//! Spreadsheet API client module.
//!
//! This module provides the `SheetsClient` for the three spreadsheet
//! endpoints the roster uses:
//!
//! - the public delimited-text export (primary roster read)
//! - the key-authenticated values API (fallback read, metadata probe)
//! - the values append endpoint (member registration)
//!
//! Failures are reported as `ApiError`, classified by `FailureCause` so
//! callers can tell access problems apart from transient network trouble.

pub mod client;
pub mod error;

pub use client::SheetsClient;
pub use error::{ApiError, FailureCause, WriteError};
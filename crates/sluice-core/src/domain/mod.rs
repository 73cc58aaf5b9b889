//! Domain model: connection options, stream/consumer descriptors, messages.
//!
//! Every descriptor here is a local, validated mirror of something the
//! broker owns. Nothing in this module talks to the network.

pub mod connection;
pub mod consumer;
pub mod message;
pub mod stream;
pub mod subject;

pub use connection::ConnectSpec;
pub use consumer::{
    AckPolicy, ConsumerInfo, ConsumerSpec, ConsumerSpecBuilder, DeliverPolicy, Durability,
    ReplayPolicy,
};
pub use message::{PublishAck, ReceivedMessage};
pub use stream::{
    DiscardPolicy, RetentionPolicy, StorageType, StreamInfo, StreamSpec, StreamSpecBuilder,
    StreamState,
};
//! Diagnostic dumps of broker state.

use serde::Serialize;
use tracing::{info, warn};

use crate::domain::ConsumerInfo;

fn pretty<T: Serialize>(value: &T) -> Option<String> {
    match serde_json::to_string_pretty(value) {
        Ok(json) => Some(json),
        Err(err) => {
            warn!(error = %err, "could not render diagnostic JSON");
            None
        }
    }
}

/// Log `value` as pretty JSON under `label`.
pub fn log_json<T: Serialize>(label: &str, value: &T) {
    if let Some(json) = pretty(value) {
        info!("{label}: {json}");
    }
}

/// One log line per consumer, numbered in listing order.
pub fn log_consumers(consumers: &[ConsumerInfo]) {
    for (i, consumer) in consumers.iter().enumerate() {
        if let Some(json) = pretty(consumer) {
            info!("consumer {i} info: {json}");
        }
    }
}
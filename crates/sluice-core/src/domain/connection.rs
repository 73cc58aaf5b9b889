//! Broker connection options.

use std::time::Duration;

use serde::{Deserialize, Serialize};

use crate::error::HarnessError;

/// How to reach the broker.
///
/// Defaults: reconnect enabled, 5s between attempts, 100 attempts,
/// 30s connect timeout, block until the first connection succeeds.
#[derive(Debug, Clone, PartialEq, Eq, Serialize, Deserialize)]
pub struct ConnectSpec {
    servers: Vec<String>,
    reconnect: bool,
    reconnect_time_wait: Duration,
    max_reconnect_attempts: usize,
    timeout: Duration,
    wait_on_first_connect: bool,
}

impl ConnectSpec {
    pub fn new<I, S>(servers: I) -> Result<Self, HarnessError>
    where
        I: IntoIterator<Item = S>,
        S: Into<String>,
    {
        let servers: Vec<String> = servers.into_iter().map(Into::into).collect();
        if servers.is_empty() {
            return Err(HarnessError::InvalidConfig(
                "at least one server address is required".into(),
            ));
        }
        if let Some(blank) = servers.iter().find(|s| s.trim().is_empty()) {
            return Err(HarnessError::InvalidConfig(format!(
                "blank server address `{blank}`"
            )));
        }
        Ok(Self {
            servers,
            reconnect: true,
            reconnect_time_wait: Duration::from_secs(5),
            max_reconnect_attempts: 100,
            timeout: Duration::from_secs(30),
            wait_on_first_connect: true,
        })
    }

    pub fn with_reconnect(mut self, reconnect: bool) -> Self {
        self.reconnect = reconnect;
        self
    }

    pub fn with_reconnect_time_wait(mut self, wait: Duration) -> Self {
        self.reconnect_time_wait = wait;
        self
    }

    pub fn with_max_reconnect_attempts(mut self, attempts: usize) -> Self {
        self.max_reconnect_attempts = attempts;
        self
    }

    pub fn with_timeout(mut self, timeout: Duration) -> Result<Self, HarnessError> {
        if timeout.is_zero() {
            return Err(HarnessError::InvalidConfig(
                "connect timeout must be positive".into(),
            ));
        }
        self.timeout = timeout;
        Ok(self)
    }

    pub fn with_wait_on_first_connect(mut self, wait: bool) -> Self {
        self.wait_on_first_connect = wait;
        self
    }

    pub fn servers(&self) -> &[String] {
        &self.servers
    }

    pub fn reconnect(&self) -> bool {
        self.reconnect
    }

    pub fn reconnect_time_wait(&self) -> Duration {
        self.reconnect_time_wait
    }

    pub fn max_reconnect_attempts(&self) -> usize {
        self.max_reconnect_attempts
    }

    pub fn timeout(&self) -> Duration {
        self.timeout
    }

    pub fn wait_on_first_connect(&self) -> bool {
        self.wait_on_first_connect
    }
}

··········

Please copy only the lines between the first line of the entries and the line with "pub mod error;", keeping those two end lines as well, exactly as written.

//! Spreadsheet API client module.
//!
//! This module provides the `SheetsClient` for the three spreadsheet
//! endpoints the roster uses:
//!
//! - the public delimited-text export (primary roster read)
//! - the key-authenticated values API (fallback read, metadata probe)
//! - the values append endpoint (member registration)
//!
//! Failures are reported as `ApiError`, classified by `FailureCause` so
//! callers can tell access problems apart from transient network trouble.

pub mod client;
pub mod error;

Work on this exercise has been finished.